It has been believed for centuries that a diet rich in red meat and wine is associated with gout. This painful joint disease leads to extremely painful swelling of the joints (mainly of the great toes). This is caused due to elevation of uric acid in blood that gets deposited around the joints causing pain and inflammation.
Scientists have now shown that genetics could be the culprit behind causation of gout and diet has little do with gout exacerbation. The study titled, “Evaluation of the diet wide contribution to serum urate levels: meta-analysis of population based cohorts,” appeared in the latest issue of the British Medical Journal.
Gout in feet 3d illustration. Image Credit: Sciencepics / Shutterstock
The team of researchers from University of Otago, New Zealand, have found that poor and unhealthy dietary habits have been long blamed for this disease. Tudor King Henry VIII was one of its illustrious sufferers and thus the disease has also been called “disease of the kings”.

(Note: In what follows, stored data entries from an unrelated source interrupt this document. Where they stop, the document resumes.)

/// Authenticates a request by, in order:
///
/// 1. the session user designated by the gateway header, when the gateway is trusted,
/// 2. a personal API token, restricted to its abilities,
/// 3. the shared `APP_TOKEN` secret, as the configured fallback user.
async fn authenticate(
    config: &ServerConfig,
    headers: &HeaderMap,
    regulator: &Regulator,
    db_pool: &DbConnectionPoolV2,
) -> Result<Authentication, AuthorizationError> {
    let identity = headers
        .get(IDENTITY_HEADER)
        .and_then(|value| value.to_str().ok());
    match identity {
        Some(identity) if config.trust_gateway_identity => {
            match Authorizer::try_initialize(identity.to_owned(), regulator).await {
                Ok(authorizer) => return Ok(Authentication::Authenticated(authorizer)),
                Err(AuthorizerError::UnknownUser { identity }) => {
                    debug!(identity, "unknown session user, falling back to bearer tokens");
                }
                Err(err) => return Err(err.into()),
            }
        }
        Some(_) => debug!("gateway identity header ignored, the gateway is not trusted"),
        None => (),
    }

    let Some(AuthorizationHeader(bearer)) = headers.typed_get::<AuthorizationHeader<Bearer>>()
    else {
        return Ok(Authentication::Unauthenticated);
    };
    let Some((user_id, abilities)) = bearer_owner(config, db_pool, bearer.token()).await? else {
        return Ok(Authentication::Unauthenticated);
    };
    let authorizer = Authorizer::try_initialize_by_id(user_id, regulator)
        .await?
        .restricted_to(abilities);
    Ok(Authentication::Authenticated(authorizer))
}

async fn authentication_middleware(
    State(AppState {
        regulator,
        config,
        db_pool,
    }): State<AppState>,
    mut req: Request,
    next: Next,
) -> Result<Response> {
    let authentication = authenticate(&config, req.headers(), &regulator, &db_pool).await?;
    if matches!(authentication, Authentication::Unauthenticated)
        && !PUBLIC_PATHS.contains(&req.uri().path())
    {
        return Err(AuthorizationError::Unauthorized.into());
    }
    req.extensions_mut().insert(authentication);
    Ok(next.run(req).await)
}

pub type AuthorizerError = ::authz::Error<<PgAuthDriver as StorageDriver>::Error>;

#[derive(Debug, Error, CmsError)]
#[cms_error(base_id = "authz")]
pub enum AuthorizationError {
    #[error("Unauthenticated: a session or a valid API token is required")]
    #[cms_error(status = 401)]
    Unauthorized,
    #[error("Forbidden: insufficient privileges")]
    #[cms_error(status = 403)]
    Forbidden,
    #[error(transparent)]
    #[cms_error(status = 500)]
    AuthError(#[from] AuthorizerError),
    #[error(transparent)]
    #[cms_error(status = 500)]
    DbError(#[from] DatabasePoolError),
    #[error(transparent)]
    #[cms_error(status = 500)]
    Model(#[from] cms_models::Error),
}

#[derive(Debug, Error, CmsError)]
#[cms_error(base_id = "app_health")]
pub enum AppHealthError {
    #[error("Timeout error")]
    Timeout,
    #[error(transparent)]
    Database(#[from] database::db_connection_pool::PingError),
}

#[cms_derive::route]
#[utoipa::path(
    get, path = "",
    responses(
        (status = 200, description = "Check if the service is running correctly", body = String)
    )
)]
async fn health(
    State(AppState {
        db_pool, config, ..
    }): State<AppState>,
) -> Result<&'static str> {
    timeout(
        config.health_check_timeout.to_std().unwrap_or_default(),
        check_health(db_pool),
    )
    .await
    .map_err(|_| AppHealthError::Timeout)??;
    Ok("ok")
}

pub async fn check_health(db_pool: Arc<DbConnectionPoolV2>) -> Result<()> {
    let mut db_connection = db_pool.get().await?;
    ping_database(&mut db_connection)
        .await
        .map_err(AppHealthError::Database)?;
    Ok(())
}

#[cms_derive::route]
#[utoipa::path(
    get, path = "",
    responses(
        (status = 200, description = "Return the service version", body = Version),
    ),
)]
pub(in crate::views) async fn version(
    State(AppState { config, .. }): State<AppState>,
) -> Json<Version> {
    Json(Version::new(config.app_version.clone()))
}

#[derive(Clone)]
pub struct PostgresConfig {
    pub database_url: Url,
    pub pool_size: usize,
}

pub struct ServerConfig {
    pub port: u16,
    pub address: String,
    pub health_check_timeout: Duration,
    pub postgres_config: PostgresConfig,
    pub app_version: Option<String>,
    /// Enables the team switcher and the per role statistics
    pub teams_enabled: bool,
    /// Shared secret accepted as a bearer token
    pub app_token: Option<String>,
    /// Email of the user the shared secret authenticates as, when no API token matches it
    pub app_token_user: String,
    /// Accept the session user designated by the gateway identity header.
    /// Only safe when every request goes through a gateway that sets it.
    pub trust_gateway_identity: bool,
    pub media: MediaConfig,
    pub allowed_origin: Option<String>,
}

pub struct Server {
    app_state: AppState,
    router: NormalizePath<Router>,
}

pub type Regulator = ::authz::Regulator<PgAuthDriver>;

/// The state of the whole service, available to all handlers
///
/// If only the database is needed, use `State<Arc<DbConnectionPoolV2>>`.
#[derive(Clone)]
pub struct AppState {
    pub config: Arc<ServerConfig>,
    pub db_pool: Arc<DbConnectionPoolV2>,
    pub regulator: Regulator,
}

impl FromRef<AppState> for Arc<DbConnectionPoolV2> {
    fn from_ref(input: &AppState) -> Self {
        input.db_pool.clone()
    }
}

impl FromRef<AppState> for Arc<ServerConfig> {
    fn from_ref(input: &AppState) -> Self {
        input.config.clone()
    }
}

impl AppState {
    #[tracing::instrument(skip_all, level = "info", err, name = "AppState initialization")]
    async fn init(config: ServerConfig) -> anyhow::Result<Self> {
        #[tracing::instrument(skip_all, level = "info", err, name = "PostgreSQL connection")]
        async fn connect_db(
            PostgresConfig {
                database_url,
                pool_size,
            }: PostgresConfig,
        ) -> anyhow::Result<Arc<DbConnectionPoolV2>> {
            let pool = DbConnectionPoolV2::try_initialize(database_url, pool_size).await?;
            Ok(Arc::new(pool))
        }
        let db_pool = connect_db(config.postgres_config.clone()).await?;

        tokio::fs::create_dir_all(&config.media.root).await?;
        info!(root = %config.media.root.display(), url = %config.media.base_url, "media storage ready");

        Ok(Self {
            regulator: Regulator::new(PgAuthDriver::new(db_pool.clone())),
            db_pool,
            config: Arc::new(config),
        })
    }
}

fn cors_layer(allowed_origin: Option<&str>) -> anyhow::Result<CorsLayer> {
    let cors = CorsLayer::new().allow_methods(Any).allow_headers(Any);
    Ok(match allowed_origin {
        Some(origin) => cors.allow_origin(origin.parse::<axum::http::header::HeaderValue>()?),
        None => cors.allow_origin(Any),
    })
}

/// Builds the whole service: documented routes behind the authentication
/// middleware, and the media files served as is
fn app(app_state: AppState) -> anyhow::Result<NormalizePath<Router>> {
    let router =
        tracing::debug_span!("router initialization").in_scope(|| service_router().router);

    // Uploads are bounded by the body limit layer, not axum's default extractor limit
    let request_payload_limit = RequestBodyLimitLayer::new(20 * 1024 * 1024); // 20MiB

    let media_path = app_state.config.media.base_url.path().trim_end_matches('/').to_owned();
    let media_files = ServeDir::new(&app_state.config.media.root);

    let router: Router<()> = axum::Router::<AppState>::new()
        .merge(router)
        .route_layer(axum::middleware::from_fn_with_state(
            app_state.clone(),
            authentication_middleware,
        ))
        .nest_service(
            if media_path.is_empty() {
                "/media"
            } else {
                media_path.as_str()
            },
            media_files,
        )
        .layer(OtelAxumLayer::default())
        .layer(DefaultBodyLimit::disable())
        .layer(request_payload_limit)
        .layer(cors_layer(app_state.config.allowed_origin.as_deref())?)
        .layer(TraceLayer::new_for_http())
        .with_state(app_state);
    Ok(NormalizePathLayer::trim_trailing_slash().layer(router))
}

For this study the team looked at data of 16,760 Americans of European ancestry (8,414 males and 8,346 females) from five cohort studies. The participants were all adults and none of them were diagnosed with high uric acid levels or were taking medications for uric acid. Information regarding their gender, age, diet, uric acid, body mass index, socioeconomic and education levels, smoking status, alcohol consumption, menopausal status etc. were gathered. In addition they were genotyped.
Earlier evidence has shown that certain foods such as alcohol, beer, wine, soft drinks, red meat (pork, lamb and beef) and potatoes can raise the uric acid in blood and thus worsen gout whereas some foods such as eggs, peanuts, cheese, brown bread, cold cereal, non-citrus fruits, margarine, skimmed milk etc. can lower uric acid and thus benefit gout. This new study shows that the effect of these foods in increasing or decreasing the symptoms of gout or uric acid is less than one percent. The team of researchers compared healthy and gout-exacerbating diet and found that there was a variation of only 0.3 percent in the uric acid levels. Genetic predisposition on the other hand can explain around a quarter of all the cases of gout, the team wrote.
Post-Doctoral Fellow Dr. Tanya Major who led the study said diet changes can change urate levels to a small extent only. She said that genetics playing a major role was no surprise but what was surprising was the almost 100 fold difference in causation between genetics and diet. Genetics was found to be responsible for 23.9 percent cases she explained. She said that the researchers hoped physicians treating gout patients would keep this in mind while trying to manage urate levels.
Authors concluded, “diet explains very little variation in serum urate levels in the general population.” They agreed that this study results cannot be considered for people of non-European descent and those who already have gout since these populations have not been studied here. They write that this study adds to the common knowledge that “individual food items and estimates of dietary patterns explain very little variation in serum urate levels and genetic variants explain substantially more of the variation in serum urate levels compared with dietary patterns.”